2: Donne-moi la main

48 4 0
                                        

Ivoir.

- Bon tu te doutes bien que tu n'es pas ici pour une visite de contrôl.

J'observai le maître tandis qu'il étudiait des dizaines de documents.

- Ouais, je vous écoute.

- On a reçu le dossier d'une nouvelle humaine et la cour a décidé que tu devras t'en charger.

Un soupir las m'échappa, je détournai les yeux sous le regard accusateur du maître.

- Qu'est-ce qu'elle a ?

- Elle s'est faite enlever par les angeleurs et tu sais comment ils sont...

- Ils vont l'utiliser jusqu'à la mort je sais...

- Mh...

Il s'entrelaça les doigts avant de se pencher vers moi.

- Ivoir, la cour commence sérieusement à s'inquiéter, tu n'as accompli que très peu de sauvetage et tu pourrais être banni si tu ne mets pas un peu du tien...

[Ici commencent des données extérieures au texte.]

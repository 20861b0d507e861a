use thiserror::Error;

/// Failures surfaced by the user service.
///
/// `InvalidCredentials` and `InvalidToken` are deliberately undifferentiated:
/// an unknown handle, a wrong password, a missing token row, and an expired
/// token all collapse into the same variant so callers cannot enumerate
/// accounts or probe token state.
#[derive(Debug, Error)]
pub enum UserError {
    #[error("invalid username")]
    InvalidHandle,
    #[error("password too short")]
    WeakPassword,
    #[error("invalid username or password")]
    InvalidCredentials,
    #[error("username already in use")]
    HandleInUse,
    #[error("invalid token")]
    InvalidToken,
    #[error("password hashing failed: {0}")]
    Hashing(anyhow::Error),
    #[error("storage error")]
    Storage(#[from] sqlx::Error),
}

impl UserError {
    /// True for malformed-input failures detected before any storage access.
    #[must_use]
    pub fn is_validation(&self) -> bool {
        matches!(self, Self::InvalidHandle | Self::WeakPassword)
    }
}

#[cfg(test)]
mod tests {
    use super::UserError;

    #[test]
    fn auth_failures_share_one_message() {
        // Anti-enumeration: the message must not reveal which check failed.
        assert_eq!(
            UserError::InvalidCredentials.to_string(),
            "invalid username or password"
        );
        assert_eq!(UserError::InvalidToken.to_string(), "invalid token");
    }

    #[test]
    fn validation_classification() {
        assert!(UserError::InvalidHandle.is_validation());
        assert!(UserError::WeakPassword.is_validation());
        assert!(!UserError::HandleInUse.is_validation());
        assert!(!UserError::InvalidCredentials.is_validation());
    }
}
//! Signup, signin, and verification-token workflows.

use anyhow::anyhow;
use regex::Regex;
use sqlx::PgPool;
use std::sync::Arc;
use tracing::{debug, instrument};
use ulid::Ulid;

use super::directory::UserDirectory;
use super::error::UserError;
use super::models::Person;
use super::password::{constant_time_eq, PasswordHasher, HASH_LEN, SALT_LEN};
use super::repo;

pub const MIN_PASSWORD_LEN: usize = 10;

/// Login handles: lowercase letter first, then lowercase alphanumerics and
/// underscores. Immutable once registered.
#[must_use]
pub fn valid_handle(handle: &str) -> bool {
    Regex::new("^[a-z][a-z0-9_]*$").is_ok_and(|re| re.is_match(handle))
}

pub struct UserService {
    pool: PgPool,
    directory: UserDirectory,
    hasher: PasswordHasher,
}

impl UserService {
    #[must_use]
    pub fn new(pool: PgPool) -> Self {
        Self {
            pool,
            directory: UserDirectory::new(),
            hasher: PasswordHasher::new(),
        }
    }

    /// Person behind a session id, through the read-through cache.
    /// # Errors
    /// Returns `UserError::Storage` if the store read fails.
    pub async fn get_user(&self, id: &str) -> Result<Option<Arc<Person>>, UserError> {
        Ok(self.directory.get_by_id(&self.pool, id).await?)
    }

    /// Register a new account and return its id.
    ///
    /// Input is validated before any storage access. The handle check and the
    /// insert run in one write transaction; when two signups race on the same
    /// handle the store's unique constraint picks the single winner and the
    /// loser observes `HandleInUse`.
    /// # Errors
    /// `InvalidHandle` / `WeakPassword` on malformed input, `HandleInUse` on
    /// conflict, `Hashing` or `Storage` otherwise.
    #[instrument(skip(self, password))]
    pub async fn signup(&self, handle: &str, password: &str) -> Result<String, UserError> {
        if !valid_handle(handle) {
            return Err(UserError::InvalidHandle);
        }
        if password.chars().count() < MIN_PASSWORD_LEN {
            return Err(UserError::WeakPassword);
        }

        // Millisecond timestamp plus random low bits: ids sort roughly by
        // creation time without a central counter.
        let id = Ulid::new().to_string();

        // CPU-bound derivation stays off the async workers and outside the
        // write transaction.
        let (password_hash, salt) = self.derive_hash(password).await?;

        let mut tx = self.pool.begin().await?;
        if repo::is_registered(&mut tx, handle).await? {
            let _ = tx.rollback().await;
            return Err(UserError::HandleInUse);
        }
        let lanes = i32::try_from(self.hasher.lanes()).unwrap_or(1);
        match repo::create_person(&mut tx, &id, handle, &password_hash, &salt, lanes).await {
            Ok(()) => {}
            Err(err) if repo::is_unique_violation(&err) => {
                // Lost the race to a concurrent signup for the same handle.
                let _ = tx.rollback().await;
                return Err(UserError::HandleInUse);
            }
            Err(err) => return Err(err.into()),
        }
        tx.commit().await?;

        debug!(%id, handle, "registered new person");
        // The cache is not pre-populated; the first read loads it lazily.
        Ok(id)
    }

    /// Authenticate by handle and password.
    ///
    /// The lookup bypasses the cache, and every failure collapses into the
    /// same `InvalidCredentials` so unknown handles are indistinguishable
    /// from wrong passwords.
    /// # Errors
    /// `InvalidCredentials` on failed auth, `Hashing` or `Storage` otherwise.
    #[instrument(skip(self, password))]
    pub async fn signin(&self, handle: &str, password: &str) -> Result<Arc<Person>, UserError> {
        let Some(person) = self.directory.get_by_handle(&self.pool, handle).await? else {
            return Err(UserError::InvalidCredentials);
        };

        let stored = person.password.clone();
        let salt = person.salt.clone();
        let lanes = u32::try_from(person.hash_lanes).unwrap_or(1);
        let candidate = password.to_string();
        let verified =
            tokio::task::spawn_blocking(move || {
                PasswordHasher::verify(&candidate, &stored, &salt, lanes)
            })
            .await
            .map_err(|err| UserError::Hashing(anyhow!("verify task failed: {err}")))?;

        if !verified {
            return Err(UserError::InvalidCredentials);
        }

        // Refresh the cache with the row we just read.
        Ok(self.directory.put(person).await)
    }

    /// Consume a verification token and apply the pending email.
    ///
    /// Read, match, delete, and update run in one transaction so two
    /// concurrent validations cannot both succeed. A row is consumed by the
    /// attempt that matched against it even when the presented value was
    /// wrong; missing, expired, and mismatched tokens all surface as the same
    /// `InvalidToken`.
    /// # Errors
    /// `InvalidToken` on any failed validation, `Storage` otherwise.
    #[instrument(skip(self, token))]
    pub async fn validate_token(&self, person_id: &str, token: &str) -> Result<(), UserError> {
        let mut tx = self.pool.begin().await?;

        let Some(pending) = repo::get_token(&mut tx, person_id).await? else {
            let _ = tx.rollback().await;
            return Err(UserError::InvalidToken);
        };

        repo::delete_token(&mut tx, person_id).await?;

        if !constant_time_eq(token.as_bytes(), pending.token.as_bytes()) {
            // Commit the deletion: a guessed-at token is spent, not retryable.
            tx.commit().await?;
            return Err(UserError::InvalidToken);
        }

        let Some(updated) = repo::set_person_email(&mut tx, person_id, &pending.email).await?
        else {
            let _ = tx.rollback().await;
            return Err(UserError::InvalidToken);
        };
        tx.commit().await?;

        // Later reads must see the new email immediately.
        self.directory.put(updated).await;
        Ok(())
    }

    async fn derive_hash(
        &self,
        password: &str,
    ) -> Result<([u8; HASH_LEN], [u8; SALT_LEN]), UserError> {
        let hasher = self.hasher.clone();
        let password = password.to_string();
        tokio::task::spawn_blocking(move || {
            let salt = PasswordHasher::generate_salt()?;
            let hash = hasher.hash(&password, &salt)?;
            Ok::<_, anyhow::Error>((hash, salt))
        })
        .await
        .map_err(|err| UserError::Hashing(anyhow!("hash task failed: {err}")))?
        .map_err(UserError::Hashing)
    }
}

#[cfg(test)]
mod tests {
    use super::*;
    use sqlx::postgres::PgPoolOptions;

    fn service() -> UserService {
        let pool = PgPoolOptions::new()
            .connect_lazy("postgres://postgres@localhost/postgres")
            .expect("lazy pool");
        UserService::new(pool)
    }

    #[test]
    fn handle_pattern() {
        assert!(valid_handle("alice"));
        assert!(valid_handle("a"));
        assert!(valid_handle("alice_b0b"));

        assert!(!valid_handle(""));
        assert!(!valid_handle("Alice"));
        assert!(!valid_handle("0alice"));
        assert!(!valid_handle("_alice"));
        assert!(!valid_handle("alice-bob"));
        assert!(!valid_handle("alice bob"));
    }

    // Validation happens before any storage access: with a lazy pool these
    // would error out as Storage failures if they ever reached the database.
    #[tokio::test]
    async fn signup_rejects_bad_handle_before_storage() {
        let err = service().signup("Not_Valid", "password123").await;
        assert!(matches!(err, Err(UserError::InvalidHandle)));
    }

    #[tokio::test]
    async fn signup_rejects_short_password_before_storage() {
        let err = service().signup("alice", "short").await;
        assert!(matches!(err, Err(UserError::WeakPassword)));
    }
}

Ma mâchoire se crispa à l'évocation de mes compétences douteuses. Je savais que je ne pourrais pas échapper à la cour mais j'aimais l'ignorer et faire comme si tout allait bien.

- J'y suis pour rien et vous le savez...

- Tes pouvoirs ne se sont toujours pas réveillés ?

J'inspirai tout en détournant les yeux.

- Soyons honnête ça ne changera jamais.

Le maître soupira, il se prit la tête entre les mains avant de murmurer :

- J'ai du mal à comprendre...

- C'est pas bien difficile pourtant... Marmonai-je.

Il me jeta un regard plein de pitié, je savais que l'entièreté de la cour me considérait comme le vilain petit canard et franchement j'en avais plus qu'assez.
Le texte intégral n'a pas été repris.